FOLLOWING ONTARIO'S MODEL
According to data reported by Brown and colleagues,5 costs associated with stroke treatment in the United States are expected to exceed $2 trillion (2005 dollar valuation) between 2005 and 2050. Brown and colleagues at the University of Michigan in Ann Arbor evaluated data from the 2000 US Census and 2 stroke surveillance studies-namely, the stroke epidemiology and service utilization data from the Northern Manhattan Stroke Study and the Brain Attack Surveillance in Corpus Christi Project. Costs associated with inpatient hospitalization and rehabilitation, drugs, nursing home and outpatient services, ambulance services, potential lost earnings, and informal caregiving also were taken into consideration. Lost earnings and informal caregiving were found to account for nearly half the total costs across ethnic groups (non-Hispanic white persons, Hispanic persons, and African Americans). Notably, overall costs were highest among non-Hispanic white persons at $1.52 trillion, followed by $379 billion for African Americans and $313 billion among Hispanic persons.
Demographically, approximately half the total costs were accounted for by persons between the ages of 45 and 64 years, compared with just 10% of total costs associated with those aged 85 years or older, dispelling the belief that stroke is largely a disease of the elderly.

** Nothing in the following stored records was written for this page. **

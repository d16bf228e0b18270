//! The linker model: which installed object satisfies a `DT_NEEDED` entry,
//! and the relink operations that rebuild the indices wholesale.

use std::collections::BTreeSet;
use std::thread;

use log::debug;

use crate::match_glob;
use crate::split_path_list;
use crate::Db;
use crate::Elf;
use crate::ObjId;

/// Hard upper bound on relink worker threads.
const MAX_JOBS: usize = 128;

impl Db {
    /// Whether `dir` is in the search scope of `subject`.
    ///
    /// Checked in order: the subject's rpath, its runpath, the trusted
    /// library path, the per-package path of the subject's owner, and the
    /// per-package paths of every base package. `LD_LIBRARY_PATH` is
    /// runtime state and deliberately not consulted; `/lib` and `/usr/lib`
    /// are not special, they must be configured as trusted paths.
    pub(crate) fn is_visible(&self, subject: &Elf, dir: &str) -> bool {
        if let Some(rpath) = subject.rpath.as_deref() {
            if split_path_list(rpath).any(|p| p == dir) {
                return true;
            }
        }
        if let Some(runpath) = subject.runpath.as_deref() {
            if split_path_list(runpath).any(|p| p == dir) {
                return true;
            }
        }
        if self.library_path.iter().any(|p| p == dir) {
            return true;
        }
        let pkg_paths = |name: &str| {
            self.package_library_path
                .get(name)
                .is_some_and(|paths| paths.iter().any(|p| p == dir))
        };
        if subject.owner.as_deref().is_some_and(|name| pkg_paths(name)) {
            return true;
        }
        self.base_packages.iter().any(|base| pkg_paths(base))
    }

    /// Find an installed object satisfying the library name `needed` for
    /// `subject`: same basename, compatible identity, visible directory.
    /// Objects are probed in installation order; the first match wins.
    pub fn find_for(&self, subject: &Elf, needed: &str) -> Option<ObjId> {
        for &id in &self.objects {
            let Some(lib) = self.pool.get(id) else { continue };
            if lib.basename != needed
                || !subject.can_use(lib, self.strict_linking)
                || !self.is_visible(subject, &lib.dirname)
            {
                continue;
            }
            debug!(
                "dependency {} of {} -> {}",
                needed,
                subject.path(),
                lib.path()
            );
            return Some(id);
        }
        None
    }

    /// Whether an assume-found rule declares `needed` satisfied by fiat.
    pub fn assume_found(&self, needed: &str) -> bool {
        self.assume_found_rules
            .iter()
            .any(|rule| match_glob(rule, needed))
    }

    /// Compute the `found`/`missing` sets for one object. Names matched by
    /// an assume-found rule land in neither set.
    pub(crate) fn link_object(&self, id: ObjId) -> (BTreeSet<ObjId>, BTreeSet<String>) {
        let mut found = BTreeSet::new();
        let mut missing = BTreeSet::new();
        let Some(subject) = self.pool.get(id) else {
            return (found, missing);
        };
        for needed in &subject.needed {
            if self.assume_found(needed) {
                continue;
            }
            match self.find_for(subject, needed) {
                Some(lib) => {
                    found.insert(lib);
                }
                None => {
                    missing.insert(needed.clone());
                }
            }
        }
        (found, missing)
    }

    /// Rebuild every object's `found`/`missing` index from scratch.
    pub fn relink_all(&mut self) {
        let ids = self.objects.clone();
        for id in ids {
            let (found, missing) = self.link_object(id);
            if let Some(elf) = self.pool.get_mut(id) {
                elf.req_found = found;
                elf.req_missing = missing;
            }
        }
    }

    /// [`relink_all`](Self::relink_all) across up to `max_jobs` threads.
    ///
    /// The object list is partitioned into contiguous slices; each worker
    /// computes the index entries for its own slice against the shared,
    /// read-only database, and the results are applied after the join, so
    /// no locking is needed. Job counts above 128 are clamped.
    pub fn relink_all_threaded(&mut self, max_jobs: usize) {
        let jobs = max_jobs.clamp(1, MAX_JOBS).min(self.objects.len().max(1));
        if jobs <= 1 {
            return self.relink_all();
        }
        let ids = self.objects.clone();
        let chunk_len = ids.len().div_ceil(jobs);
        let db = &*self;
        let mut results: Vec<(ObjId, BTreeSet<ObjId>, BTreeSet<String>)> =
            thread::scope(|scope| {
                let workers: Vec<_> = ids
                    .chunks(chunk_len)
                    .map(|slice| {
                        scope.spawn(move || {
                            slice
                                .iter()
                                .map(|&id| {
                                    let (found, missing) = db.link_object(id);
                                    (id, found, missing)
                                })
                                .collect::<Vec<_>>()
                        })
                    })
                    .collect();
                workers
                    .into_iter()
                    .flat_map(|worker| worker.join().expect("relink worker panicked"))
                    .collect()
            });
        for (id, found, missing) in results.drain(..) {
            if let Some(elf) = self.pool.get_mut(id) {
                elf.req_found = found;
                elf.req_missing = missing;
            }
        }
    }

    /// Re-normalize every object's rpath/runpath and relink.
    ///
    /// Databases written before path normalization existed store raw
    /// `DT_RPATH` values; this upgrades them in place.
    pub fn fix_paths(&mut self) {
        for (_, elf) in self.pool.iter_mut() {
            elf.solve_paths();
        }
        self.relink_all();
    }
}

#[cfg(test)]
mod tests {
    use super::*;
    use crate::ByteOrder;
    use crate::Class;
    use crate::OsAbi;
    use crate::Package;

    fn object(dirname: &str, basename: &str, needed: &[&str]) -> Elf {
        Elf {
            dirname: dirname.to_owned(),
            basename: basename.to_owned(),
            class: Class::Elf64,
            byte_order: ByteOrder::LittleEndian,
            os_abi: OsAbi::Gnu,
            needed: needed.iter().map(|s| (*s).to_owned()).collect(),
            ..Default::default()
        }
    }

    fn install(db: &mut Db, name: &str, objects: Vec<Elf>) {
        db.install_package(Package::new(name, "1.0-1"), objects);
    }

    fn missing_of(db: &Db, basename: &str) -> Vec<String> {
        db.objects()
            .find(|(_, elf)| elf.basename == basename)
            .map(|(_, elf)| elf.req_missing.iter().cloned().collect())
            .unwrap_or_default()
    }

    #[test]
    fn resolves_through_trusted_path() {
        let mut db = Db::new();
        db.ld_append("/usr/lib");
        install(&mut db, "libc", vec![object("/usr/lib", "libc.so.6", &[])]);
        install(&mut db, "app", vec![object("/usr/bin", "app", &["libc.so.6"])]);
        assert!(missing_of(&db, "app").is_empty());
        let (_, app) = db
            .objects()
            .find(|(_, elf)| elf.basename == "app")
            .expect("app installed");
        assert_eq!(1, app.req_found.len());
    }

    #[test]
    fn back_satisfaction_on_later_install() {
        let mut db = Db::new();
        db.ld_append("/usr/lib");
        install(&mut db, "app", vec![object("/usr/bin", "app", &["libc.so.6"])]);
        assert_eq!(vec!["libc.so.6".to_owned()], missing_of(&db, "app"));
        install(&mut db, "libc", vec![object("/usr/lib", "libc.so.6", &[])]);
        assert!(missing_of(&db, "app").is_empty());
    }

    #[test]
    fn invisible_directories_do_not_satisfy() {
        let mut db = Db::new();
        install(&mut db, "libc", vec![object("/opt/lib", "libc.so.6", &[])]);
        install(&mut db, "app", vec![object("/usr/bin", "app", &["libc.so.6"])]);
        assert_eq!(vec!["libc.so.6".to_owned()], missing_of(&db, "app"));
        // The library becomes visible once its directory is trusted.
        db.ld_append("/opt/lib");
        db.relink_all();
        assert!(missing_of(&db, "app").is_empty());
    }

    #[test]
    fn rpath_and_runpath_make_directories_visible() {
        let mut db = Db::new();
        let mut app = object("/usr/bin", "app", &["libfoo.so"]);
        app.rpath = Some("/pkg/lib:/other".to_owned());
        install(&mut db, "foo", vec![object("/pkg/lib", "libfoo.so", &[])]);
        install(&mut db, "app", vec![app]);
        assert!(missing_of(&db, "app").is_empty());

        let mut db = Db::new();
        let mut app = object("/usr/bin", "app", &["libfoo.so"]);
        app.runpath = Some("/pkg/lib".to_owned());
        install(&mut db, "foo", vec![object("/pkg/lib", "libfoo.so", &[])]);
        install(&mut db, "app", vec![app]);
        assert!(missing_of(&db, "app").is_empty());
    }

    #[test]
    fn per_package_and_base_package_paths() {
        let mut db = Db::new();
        db.pkg_ld_append("app", "/app/lib");
        install(&mut db, "foo", vec![object("/app/lib", "libfoo.so", &[])]);
        install(&mut db, "app", vec![object("/app/bin", "app", &["libfoo.so"])]);
        assert!(missing_of(&db, "app").is_empty());
        // Another package does not see /app/lib ...
        install(&mut db, "other", vec![object("/x", "other", &["libfoo.so"])]);
        assert_eq!(vec!["libfoo.so".to_owned()], missing_of(&db, "other"));
        // ... until app becomes a base package.
        db.base_packages_add("app");
        db.relink_all();
        assert!(missing_of(&db, "other").is_empty());
    }

    #[test]
    fn strict_linking_rejects_weak_osabi() {
        let mut db = Db::new();
        db.ld_append("/usr/lib");
        let mut libc = object("/usr/lib", "libc.so.6", &[]);
        libc.os_abi = OsAbi::Sysv;
        install(&mut db, "libc", vec![libc]);
        install(&mut db, "app", vec![object("/usr/bin", "app", &["libc.so.6"])]);
        assert!(missing_of(&db, "app").is_empty());
        db.set_strict(true);
        db.relink_all();
        assert_eq!(vec!["libc.so.6".to_owned()], missing_of(&db, "app"));
    }

    #[test]
    fn assume_found_short_circuits_without_an_edge() {
        let mut db = Db::new();
        db.assume_found_add("libc.so.*");
        install(&mut db, "app", vec![object("/usr/bin", "app", &["libc.so.6"])]);
        let (_, app) = db.objects().next().expect("app installed");
        assert!(app.req_missing.is_empty());
        assert!(app.req_found.is_empty());
    }

    #[test]
    fn reinstall_replaces_atomically() {
        let mut db = Db::new();
        db.ld_append("/usr/lib");
        install(&mut db, "libc", vec![object("/usr/lib", "libc.so.6", &[])]);
        install(&mut db, "libc", vec![object("/usr/lib", "libc.so.6", &[])]);
        assert_eq!(1, db.package_count());
        assert_eq!(1, db.object_count());
    }

    #[test]
    fn delete_downgrades_found_edges() {
        let mut db = Db::new();
        db.ld_append("/usr/lib");
        install(&mut db, "libc", vec![object("/usr/lib", "libc.so.6", &[])]);
        install(&mut db, "app", vec![object("/usr/bin", "app", &["libc.so.6"])]);
        assert!(missing_of(&db, "app").is_empty());
        assert!(db.delete_package("libc"));
        assert!(!db.delete_package("libc"));
        assert_eq!(1, db.object_count());
        assert_eq!(vec!["libc.so.6".to_owned()], missing_of(&db, "app"));
    }

    #[test]
    fn threaded_relink_matches_serial_relink() {
        let mut db = Db::new();
        db.ld_append("/usr/lib");
        for i in 0..20 {
            let name = format!("lib{i}.so");
            install(
                &mut db,
                &format!("pkg{i}"),
                vec![
                    object("/usr/lib", &name, &[]),
                    object("/usr/bin", &format!("tool{i}"), &[&name, "libmissing.so"]),
                ],
            );
        }
        let serial: Vec<_> = {
            db.relink_all();
            db.objects()
                .map(|(_, e)| (e.req_found.clone(), e.req_missing.clone()))
                .collect()
        };
        db.relink_all_threaded(4);
        let threaded: Vec<_> = db
            .objects()
            .map(|(_, e)| (e.req_found.clone(), e.req_missing.clone()))
            .collect();
        assert_eq!(serial, threaded);
    }
}
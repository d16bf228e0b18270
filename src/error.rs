use thiserror::Error;

/// All the ways loading an object or transferring a database can fail.
///
/// "Not an ELF file" and "no dynamic section" are not errors; the loader
/// reports those as `Ok(None)`.
#[derive(Error, Debug)]
pub enum Error {
    #[error("Invalid ELF class: {0}")]
    InvalidClass(u8),
    #[error("Invalid ELF byte order: {0}")]
    InvalidByteOrder(u8),
    #[error("Invalid ELF version: {0}")]
    InvalidElfVersion(u8),
    #[error("Unexpected end of file at offset {0:#x} while reading {1}")]
    UnexpectedEof(u64, &'static str),
    #[error("Invalid entry size for the dynamic section: {0}")]
    InvalidDynamicEntrySize(u64),
    #[error("Dynamic section has no DT_STRTAB entry")]
    MissingStringTable,
    #[error("Dynamic section has no DT_STRSZ entry")]
    MissingStringTableSize,
    #[error("No string table section at address {0:#x}")]
    NoMatchingStringTable(u64),
    #[error("String offset {0:#x} is past the end of the string table")]
    StringOutOfRange(u64),
    #[error("Unterminated string in the string table at offset {0:#x}")]
    UnterminatedString(u64),
    #[error("Not a package dependency database")]
    BadMagic,
    #[error("Refusing to load into a non-empty database")]
    NotEmpty,
    #[error("Unsupported database version {0} (known up to {1})")]
    UnsupportedVersion(u16, u16),
    #[error("Corrupt database: {0}")]
    Corrupt(&'static str),
    #[error("Corrupt database: object reference {0} out of range")]
    DanglingObjectRef(u64),
    #[error("Corrupt database: package reference {0} out of range")]
    DanglingPackageRef(u64),
    #[error("Corrupt database: invalid reference tag {0}")]
    InvalidRefTag(u8),
    #[cfg(feature = "regex")]
    #[cfg_attr(docsrs, doc(cfg(feature = "regex")))]
    #[error("Invalid regular expression: {0}")]
    Regex(#[from] regex::Error),
    #[error("Input/output error: {0}")]
    Io(#[from] std::io::Error),
}

impl From<std::io::ErrorKind> for Error {
    fn from(other: std::io::ErrorKind) -> Self {
        Self::Io(other.into())
    }
}
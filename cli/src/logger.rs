use std::io::stderr;
use std::sync::OnceLock;

use log::set_logger;
use log::set_max_level;
use log::LevelFilter;
use log::Log;
use log::Metadata;
use log::Record;
use log::SetLoggerError;

pub struct Logger;

impl Logger {
    pub fn init(verbosity: u32, quiet: bool) -> Result<(), SetLoggerError> {
        let max_level = if quiet {
            LevelFilter::Error
        } else {
            match verbosity {
                0 => LevelFilter::Warn,
                1 => LevelFilter::Info,
                2 => LevelFilter::Debug,
                _ => LevelFilter::Trace,
            }
        };
        set_logger(LOGGER.get_or_init(move || Logger)).map(|()| set_max_level(max_level))
    }
}

impl Log for Logger {
    fn enabled(&self, _metadata: &Metadata) -> bool {
        true
    }

    fn log(&self, record: &Record) {
        use std::fmt::Write;
        let mut buffer = String::with_capacity(4096);
        if writeln!(&mut buffer, "{} {}", record.level(), record.args()).is_ok() {
            use std::io::Write;
            let _ = stderr().write_all(buffer.as_bytes());
        }
    }

    fn flush(&self) {
        use std::io::Write;
        let _ = stderr().flush();
    }
}

static LOGGER: OnceLock<Logger> = OnceLock::new();
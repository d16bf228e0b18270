use std::collections::BTreeSet;
use std::fmt;

use crate::ObjId;

/// One entry of a package dependency list: a package name and a free-form
/// version constraint such as `>=1.0` (possibly empty).
#[derive(Clone, PartialEq, Eq, Debug, Default)]
pub struct Dependency {
    pub name: String,
    pub constraint: String,
}

impl Dependency {
    /// Create a dependency from its two parts.
    pub fn new<N: Into<String>, C: Into<String>>(name: N, constraint: C) -> Self {
        Self {
            name: name.into(),
            constraint: constraint.into(),
        }
    }

    /// Split a glued dependency string such as `glibc>=2.38` at the first
    /// constraint operator. Strings without an operator have an empty
    /// constraint.
    pub fn parse(full: &str) -> Self {
        match full.find(['<', '>', '=', '!']) {
            Some(at) => Self::new(&full[..at], &full[at..]),
            None => Self::new(full, ""),
        }
    }
}

impl fmt::Display for Dependency {
    fn fmt(&self, f: &mut fmt::Formatter<'_>) -> fmt::Result {
        write!(f, "{}{}", self.name, self.constraint)
    }
}

/// Selector for one of a package's dependency lists.
#[derive(Clone, Copy, PartialEq, Eq, PartialOrd, Ord, Hash, Debug)]
#[repr(u8)]
pub enum DepKind {
    Depends = 0,
    OptDepends = 1,
    MakeDepends = 2,
    Provides = 3,
    Conflicts = 4,
    Replaces = 5,
    CheckDepends = 6,
}

/// An installed package: metadata plus the objects it owns.
///
/// Objects are referred to by pool handles; the database is the arbiter of
/// the handle space. A package outside a database has an empty object list.
#[derive(Clone, Debug, Default)]
pub struct Package {
    /// Package name, the identity used by install and remove.
    pub name: String,
    /// Package version string.
    pub version: String,
    /// Handles of the ELF objects this package owns.
    pub objects: Vec<ObjId>,
    pub depends: Vec<Dependency>,
    pub optdepends: Vec<Dependency>,
    pub makedepends: Vec<Dependency>,
    pub checkdepends: Vec<Dependency>,
    pub provides: Vec<Dependency>,
    pub conflicts: Vec<Dependency>,
    pub replaces: Vec<Dependency>,
    /// Package groups.
    pub groups: BTreeSet<String>,
    /// Every file the package installs, in archive order. Duplicates are
    /// preserved.
    pub filelist: Vec<String>,
}

impl Package {
    /// Create an empty package with a name and version.
    pub fn new<N: Into<String>, V: Into<String>>(name: N, version: V) -> Self {
        Self {
            name: name.into(),
            version: version.into(),
            ..Default::default()
        }
    }

    /// The dependency list selected by `kind`.
    pub fn dep_list(&self, kind: DepKind) -> &[Dependency] {
        match kind {
            DepKind::Depends => &self.depends,
            DepKind::OptDepends => &self.optdepends,
            DepKind::MakeDepends => &self.makedepends,
            DepKind::CheckDepends => &self.checkdepends,
            DepKind::Provides => &self.provides,
            DepKind::Conflicts => &self.conflicts,
            DepKind::Replaces => &self.replaces,
        }
    }

    /// The dependency list selected by `kind`, mutably.
    pub fn dep_list_mut(&mut self, kind: DepKind) -> &mut Vec<Dependency> {
        match kind {
            DepKind::Depends => &mut self.depends,
            DepKind::OptDepends => &mut self.optdepends,
            DepKind::MakeDepends => &mut self.makedepends,
            DepKind::CheckDepends => &mut self.checkdepends,
            DepKind::Provides => &mut self.provides,
            DepKind::Conflicts => &mut self.conflicts,
            DepKind::Replaces => &mut self.replaces,
        }
    }

    /// Whether any dependency list is non-empty.
    pub(crate) fn has_depends(&self) -> bool {
        !self.depends.is_empty()
            || !self.optdepends.is_empty()
            || !self.makedepends.is_empty()
            || !self.checkdepends.is_empty()
            || !self.provides.is_empty()
            || !self.conflicts.is_empty()
            || !self.replaces.is_empty()
    }
}

#[cfg(test)]
mod tests {
    use super::*;

    #[test]
    fn parses_glued_dependencies() {
        let dep = Dependency::parse("glibc>=2.38");
        assert_eq!("glibc", dep.name);
        assert_eq!(">=2.38", dep.constraint);
        assert_eq!("glibc>=2.38", dep.to_string());

        let dep = Dependency::parse("zlib");
        assert_eq!("zlib", dep.name);
        assert_eq!("", dep.constraint);

        let dep = Dependency::parse("pkg=1.0");
        assert_eq!("pkg", dep.name);
        assert_eq!("=1.0", dep.constraint);
    }
}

The authors state that interventions to reduce the cost of stroke should not be targeted strictly at the elderly. Rehabilitation of stroke patients in the 45- to 64-year-old group would seem critical for a number of reasons, not the least of which is that many would not be ready for retirement.
Taking the components of the Thunder Bay stroke center program into consideration, Linkewich believes that the key to its success is, not surprisingly, early intervention with a multidisciplinary team. "We had pushed really hard, based on previous research, to get patient referrals right away, so that we were seeing people on day 1 poststroke. We were there right away to get these patients up and going, even with post-tPA," she said. "We really noticed that this plays a huge part in the improvements we saw."
"We also found that when working with a multidisciplinary team, using tools that function across disciplines and are understood by all team members is very helpful for communications. For example, by using the NIHSS, we were talking the same language as the neurologist and other physicians. Such communication and understanding is very important between team members," she said.
In terms of further research, Linkewich and colleagues are in the process of evaluating outcome measures with a view to longer-term outcomes. "We want to see if the outcomes we found in our study are sustainable 6 months down the road," she said.
REFERENCES1. Musicco M, Emberti L, Nappi G, Caltagirone C. Early and long-term outcome of rehabilitation in stroke patients: the role of patient characteristics, time of initiation, and duration of interventions. Arch Phys Med Rehabil. 2003; 84:551-558.
2. Ronning OM, Guldvog B. Outcome of subacute stroke rehabilitation: a randomized controlled trial. Stroke. 1998;29:779-784.
3. Linkewich EA, MacLean FA, Chevarie N. Functional recovery in acute stroke rehabilitation. Presented at: American Academy of Neurology Annual Scientific Meeting; April 1-8, 2006; San Diego.
4. Solomon R. Ontario Stroke Strategy. Available at: www.hhrc.net/pubs/workshops/pds_stroke.pdf. Accessed December 6, 2006.
5. Brown DL, Boden-Albala B, Langa KM, et al. Projected costs of ischemic stroke in the United States. Neurology. 2006;67:1390-1395.